While Ramona listened to a great talk by Sean Faircloth of the Secular Coalition for America, I went to Kate Lovelady’s talk on Building Thriving Non-theist Communities. Kate is the leader of the Ethical Society of St. Louis. I enjoyed this as much for the insights into Ethical Societies as I did for its content on the life cycle of communities/groups/projects. Unrelated to Darwin, evolution, critical thinking or woo, Kate quoted a mentor of hers regarding how to approach things when you join a new group which I paraphrased in my notes as “If you join an organization and you see some good things going on and you see some bad things going on, don’t spend any of your energy on trying to stop the bad things. Spend your energy working on making the good stuff even better.” This advice may well have more effect on me than most of the rest of the content of the conference.
Next up, the ubiquitous and loquacious P.Z. Myers of Pharyngula fame. Myers drew a standing room only crowd for his presentation on Design vs. Chance. He started off with a caricature of the standard Intelligent Design (ID) argument, then spent the next thirty minutes giving logical example after logical example to refute it. Much better and much more on-target than his presentation at TAM6 last year.
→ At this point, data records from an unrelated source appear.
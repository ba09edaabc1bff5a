//!
//! Subwallet seed derivation.
//!
//! Each subseed is addressed by a 1-based index and a length class and
//! is derived by scrambling the parent seed with the binary context
//! `index:u32be ∥ nonce:u16be ∥ length-flag:u8`. The nonce exists only
//! to step past seed ID collisions, so that every subseed ID is unique
//! within its family and distinct from the parent ID.
//!

use crate::error::Error;
use crate::result::Result;
use crate::scramble::scramble_seed;
use crate::seed::{Seed, SeedId};
use std::collections::HashMap;
use std::fmt;
use std::str::FromStr;

/// Highest nonce tried before a derivation is declared failed.
pub const MAX_NONCE: u16 = 1000;

/// Highest addressable subseed index.
pub const MAX_SUBSEED_IDX: u32 = 1_000_000;

/// Default scan ceiling for [`SubSeedList::subseed_by_id`].
pub const DEFAULT_ID_SEARCH_CEILING: u32 = 1_000_000;

/// Length class of a derived subseed.
#[derive(Clone, Copy, PartialEq, Eq, Debug, Hash)]
pub enum SubSeedLength {
    /// Same byte length as the parent seed.
    Long,
    /// Fixed 128-bit seed, for wallets that only ever need short seeds.
    Short,
}

impl SubSeedLength {
    fn flag(self) -> u8 {
        match self {
            SubSeedLength::Long => 0,
            SubSeedLength::Short => 1,
        }
    }

    fn byte_len(self, parent_len: usize) -> usize {
        match self {
            SubSeedLength::Long => parent_len,
            SubSeedLength::Short => 16,
        }
    }

    fn suffix(self) -> char {
        match self {
            SubSeedLength::Long => 'L',
            SubSeedLength::Short => 'S',
        }
    }
}

/// User-facing subseed address such as `29L` or `127S`. A bare number
/// parses as a long subseed.
#[derive(Clone, Copy, PartialEq, Eq, Debug, Hash)]
pub struct SubSeedIdx {
    idx: u32,
    length: SubSeedLength,
}

impl SubSeedIdx {
    pub fn new(idx: u32, length: SubSeedLength) -> Result<Self> {
        if idx == 0 || idx > MAX_SUBSEED_IDX {
            return Err(Error::SubSeedIdxRange(idx as u64));
        }
        Ok(SubSeedIdx { idx, length })
    }

    pub fn idx(&self) -> u32 {
        self.idx
    }

    pub fn length(&self) -> SubSeedLength {
        self.length
    }
}

impl fmt::Display for SubSeedIdx {
    fn fmt(&self, f: &mut fmt::Formatter<'_>) -> fmt::Result {
        write!(f, "{}{}", self.idx, self.length.suffix())
    }
}

impl FromStr for SubSeedIdx {
    type Err = Error;

    fn from_str(s: &str) -> Result<Self> {
        let malformed = || Error::SubSeedIdxSpec(s.to_string());
        let (digits, length) = match s.as_bytes().last() {
            Some(b'L' | b'l') => (&s[..s.len() - 1], SubSeedLength::Long),
            Some(b'S' | b's') => (&s[..s.len() - 1], SubSeedLength::Short),
            Some(_) => (s, SubSeedLength::Long),
            None => return Err(malformed()),
        };
        if digits.is_empty() || !digits.bytes().all(|b| b.is_ascii_digit()) {
            return Err(malformed());
        }
        let idx: u64 = digits.parse().map_err(|_| malformed())?;
        if idx == 0 || idx > MAX_SUBSEED_IDX as u64 {
            return Err(Error::SubSeedIdxRange(idx));
        }
        SubSeedIdx::new(idx as u32, length)
    }
}

/// Ordered insert-only map from seed ID to derivation parameters, with
/// positional access. Position n holds the subseed of index n + 1.
#[derive(Default)]
pub(crate) struct IndexedMap {
    keys: Vec<SeedId>,
    map: HashMap<SeedId, (u32, u16)>,
}

impl IndexedMap {
    pub fn insert(&mut self, id: SeedId, idx: u32, nonce: u16) -> Result<()> {
        if self.map.insert(id, (idx, nonce)).is_some() {
            return Err(Error::DuplicateId(id));
        }
        self.keys.push(id);
        Ok(())
    }

    pub fn contains(&self, id: &SeedId) -> bool {
        self.map.contains_key(id)
    }

    pub fn get(&self, id: &SeedId) -> Option<(u32, u16)> {
        self.map.get(id).copied()
    }

    pub fn at(&self, pos: usize) -> Option<(SeedId, u32, u16)> {
        let id = *self.keys.get(pos)?;
        let (idx, nonce) = self.map.get(&id).copied()?;
        Some((id, idx, nonce))
    }

    pub fn len(&self) -> usize {
        self.keys.len()
    }

    pub fn truncate(&mut self, len: usize) {
        for id in self.keys.drain(len..) {
            self.map.remove(&id);
        }
    }
}

/// A single derived subwallet seed with its derivation parameters.
pub struct SubSeed {
    seed: Seed,
    idx: u32,
    nonce: u16,
    length: SubSeedLength,
}

impl SubSeed {
    pub fn seed(&self) -> &Seed {
        &self.seed
    }

    pub fn into_seed(self) -> Seed {
        self.seed
    }

    pub fn id(&self) -> SeedId {
        self.seed.id()
    }

    pub fn idx(&self) -> u32 {
        self.idx
    }

    pub fn nonce(&self) -> u16 {
        self.nonce
    }

    pub fn length(&self) -> SubSeedLength {
        self.length
    }

    pub fn ss_idx(&self) -> SubSeedIdx {
        SubSeedIdx { idx: self.idx, length: self.length }
    }
}

impl fmt::Debug for SubSeed {
    fn fmt(&self, f: &mut fmt::Formatter<'_>) -> fmt::Result {
        write!(f, "SubSeed {{ id: {}, idx: {}, nonce: {} }}", self.id(), self.ss_idx(), self.nonce)
    }
}

/// Session-scoped cache of all subseeds derived from one parent seed.
///
/// Long and short subseeds of the same index are generated together, so
/// position k in either table always holds index k + 1. Generation is
/// incremental and idempotent; a failed extension rolls both tables
/// back to their previous state.
pub struct SubSeedList {
    parent: Seed,
    long: IndexedMap,
    short: IndexedMap,
}

impl SubSeedList {
    pub fn new(parent: Seed) -> Self {
        SubSeedList { parent, long: IndexedMap::default(), short: IndexedMap::default() }
    }

    pub fn parent_id(&self) -> SeedId {
        self.parent.id()
    }

    /// Number of subseed indices materialized so far.
    pub fn len(&self) -> u32 {
        self.long.len() as u32
    }

    pub fn is_empty(&self) -> bool {
        self.long.len() == 0
    }

    /// Extend the tables through `last_idx`. Indices already generated
    /// are never recomputed.
    pub fn generate_up_to(&mut self, last_idx: u32) -> Result<()> {
        if last_idx == 0 || last_idx > MAX_SUBSEED_IDX {
            return Err(Error::SubSeedIdxRange(last_idx as u64));
        }
        self.extend(last_idx, None).map(|_| ())
    }

    /// Fetch the subseed at `ss_idx`, generating forward as needed.
    pub fn subseed(&mut self, ss_idx: SubSeedIdx) -> Result<SubSeed> {
        self.generate_up_to(ss_idx.idx())?;
        let table = match ss_idx.length() {
            SubSeedLength::Long => &self.long,
            SubSeedLength::Short => &self.short,
        };
        let (id, idx, nonce) = table.at(ss_idx.idx() as usize - 1).ok_or(Error::SubSeedIdxRange(ss_idx.idx() as u64))?;
        self.materialize(id, idx, nonce, ss_idx.length())
    }

    /// Scan for the subseed whose ID is `id`, generating forward up to
    /// `ceiling` indices (default 1,000,000) if it is not yet in the
    /// tables. Returns `None` when the scan completes without a match.
    pub fn subseed_by_id(&mut self, id: SeedId, ceiling: Option<u32>) -> Result<Option<SubSeed>> {
        let ceiling = ceiling.unwrap_or(DEFAULT_ID_SEARCH_CEILING).min(MAX_SUBSEED_IDX);
        for (table, length) in [(&self.long, SubSeedLength::Long), (&self.short, SubSeedLength::Short)] {
            if let Some((idx, nonce)) = table.get(&id) {
                return self.materialize(id, idx, nonce, length).map(Some);
            }
        }
        if self.len() >= ceiling {
            return Ok(None);
        }
        match self.extend(ceiling, Some(id))? {
            Some(ss_idx) => self.subseed(ss_idx).map(Some),
            None => Ok(None),
        }
    }

    fn derive_bytes(&self, idx: u32, nonce: u16, length: SubSeedLength) -> Vec<u8> {
        let mut key = Vec::with_capacity(7);
        key.extend_from_slice(&idx.to_be_bytes());
        key.extend_from_slice(&nonce.to_be_bytes());
        key.push(length.flag());
        let digest = scramble_seed(self.parent.data(), &key);
        digest[..length.byte_len(self.parent.byte_len())].to_vec()
    }

    fn materialize(&self, id: SeedId, idx: u32, nonce: u16, length: SubSeedLength) -> Result<SubSeed> {
        let data = self.derive_bytes(idx, nonce, length);
        if SeedId::of(&data) != id {
            return Err(Error::TableCorrupt(id));
        }
        Ok(SubSeed { seed: Seed::new(data)?, idx, nonce, length })
    }

    /// Generate indices `len + 1 ..= last_idx`, stopping early if
    /// `target` is produced. On any error both tables are rolled back.
    fn extend(&mut self, last_idx: u32, target: Option<SeedId>) -> Result<Option<SubSeedIdx>> {
        let mark = self.long.len();
        match self.extend_inner(last_idx, target) {
            Ok(found) => Ok(found),
            Err(e) => {
                self.long.truncate(mark);
                self.short.truncate(mark);
                Err(e)
            }
        }
    }

    fn extend_inner(&mut self, last_idx: u32, target: Option<SeedId>) -> Result<Option<SubSeedIdx>> {
        for idx in self.len() + 1..=last_idx {
            for length in [SubSeedLength::Long, SubSeedLength::Short] {
                let (id, nonce) = self.search_nonce(idx, length)?;
                match length {
                    SubSeedLength::Long => self.long.insert(id, idx, nonce)?,
                    SubSeedLength::Short => self.short.insert(id, idx, nonce)?,
                }
                if target == Some(id) {
                    return Ok(Some(SubSeedIdx { idx, length }));
                }
            }
        }
        Ok(None)
    }

    fn search_nonce(&self, idx: u32, length: SubSeedLength) -> Result<(SeedId, u16)> {
        for nonce in 0..=MAX_NONCE {
            let data = self.derive_bytes(idx, nonce, length);
            let id = SeedId::of(&data);
            if id == self.parent.id() || self.long.contains(&id) || self.short.contains(&id) {
                log::debug!("seed ID collision at subseed {}{}, nonce {}", idx, length.suffix(), nonce);
                continue;
            }
            return Ok((id, nonce));
        }
        Err(Error::NonceRangeExceeded("subseed"))
    }
}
As the sun set, we rolled into a happy hour (fun group with which to relax) followed by a viewing of a streaming of Real Time with Bill Maher on the big screen. Richard Dawkins was his guest, although he didn’t get to say much thanks to the panel and Maher. Next the full cast from Mr. Deity entertained us for an hour while Maher and Dawkins made the long trip from the studio to the conference. Brian Keith Dalton gave a (thankfully) abbreviated version of the presentation I heard at Shermer’s convention last fall, then he and the cast performed a few episodes live and showed us a few episodes on the big screen. There was much laughter. Then Dawkins and Maher and their entourage arrived. Dawkins presented the Richard Dawkins Foundation Award to Maher (after making a very pointed commentary that he did not agree with Maher’s view on alternative medicine) and then Maher took the stage and delivered a great stand-up comedy act based on readings from The Purpose-Driven Life . I think the RDF award was given mainly based on Maher’s movie Religulous, which is really funny and really sad. The last thing on the agenda Friday night was a Comedy Night in a smaller venue (the main conference room was filled approximately five hundred attendees) with several younger comics followed by Jimmy Dore as the headliner.